Great post it´s the answer for a lot of customers

Alex

Very interesting read. This is something my organization is working through at the moment, so it is a very timely post.

I was wondering what would be used for running open SDS?

Mark Burgess

Hi Chad,

All interesting stuff - I am particularly keen on the idea of using VxBlock with commodity servers as this will open up the market for the product to the entire mid-market where UCS is overkill.

I would also be keen to get your thoughts on EVO:RAIL/VSPEX Blue as I am struggling to understand the target market.

I appreciate it needs to be simple, but it just does not look like a good fit for most organisations - specifically:

Why would you have to use vSphere Enterprise Plus?
Why would you not have perpetual rights to all of the software?
Why would you want 4 under-powered nodes?
Why would you want the minimum number of nodes to be 4 (2 or 3 would be better)?
Why would you scale in 4 node increments (1 would be better)?
Why would you not allow the addition of extra drives?

More thoughts are at http://blog.snsltd.co.uk/vmware-changes-evorail-licensing-but-still-gets-it-all-wrong/

I just do not get it, hopefully you can help.

Many thanks
Mark

Chad Sakac

@Issac - glad you liked the post!

@Alex - in the case of the "Open SDS", I'm talking about a transactional SDS layer that could be used to underpin the persistence layer of a transactional (think low latency) VM on vSphere, KVM, Hyper-V, or a physical host, or a container abstraction layer. What we would use would be ScaleIO (more info here: http://virtualgeek.typepad.com/virtual_geek/2015/05/emc-day-3-scaleio-unleashed-for-the-world.html

@Mark - VSPEX Blue/EVO:RAIL is designed for simplicity above all else. This means the answers to your questions are:

Q: Why would you have to use vSphere Enterprise Plus? A: frankly, in the appliance market, the question isn't "what is the licensing of the sub-component" - but rather "do we get the economic envelope right". If we don't do that - it doesn't matter how simple it is :-)

Q: Why would you not have perpetual rights to all of the software? A: do you know of any of the appliance models that have a perpetual right to all the software? on all enterprise appliances that I can think of, there is a term for maintenance and support. That is, in effect, the terminus for the rights to the software that powers the appliance. There is always some form of term. Personally, I think the EVO:RAIL OEMs should be able to make that variable (based on licensing terms from VMware). Unfortunately, we don't.

Q: Why would you want 4 under-powered nodes?

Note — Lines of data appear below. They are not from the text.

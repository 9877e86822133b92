use crate::state::AppRecord;

/// What: Keep only records whose name contains `text`, ignoring case.
///
/// Inputs:
/// - `apps`: Records in display order
/// - `text`: Filter text; empty keeps everything
///
/// Output:
/// - Matching records, in input order.
#[must_use]
pub fn filter_by_name<'a>(apps: Vec<&'a AppRecord>, text: &str) -> Vec<&'a AppRecord> {
    if text.is_empty() {
        return apps;
    }
    let needle = text.to_lowercase();
    apps.into_iter()
        .filter(|a| a.name.to_lowercase().contains(&needle))
        .collect()
}
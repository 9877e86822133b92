//! State value types for the marketplace list.

pub mod types;

pub use types::{
    AppRecord, AppStatusInfo, InstalledApp, ListView, MarketplaceApp, SortDirection, SortField,
    SortSpec, ViewQuery,
};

A: Currently the EVO:RAIL program specifies the hardware down to a very proscriptive degree to ensure a very consistent experience, and that applies to VSPEX Blue and all the OEMs. You'll note that the VxRack will have current Haskell-Based systems and a large degree of hardware variation day one.

Q: Why would you want the minimum number of nodes to be 4 (2 or 3 would be better)? A: partially this is technical. Almost all SDS stacks that are real scale-out designs need 3 nodes as a minimum. This then translated to the "should the EVO:RAIL program enable a 3 node config with a 'add a fourth'".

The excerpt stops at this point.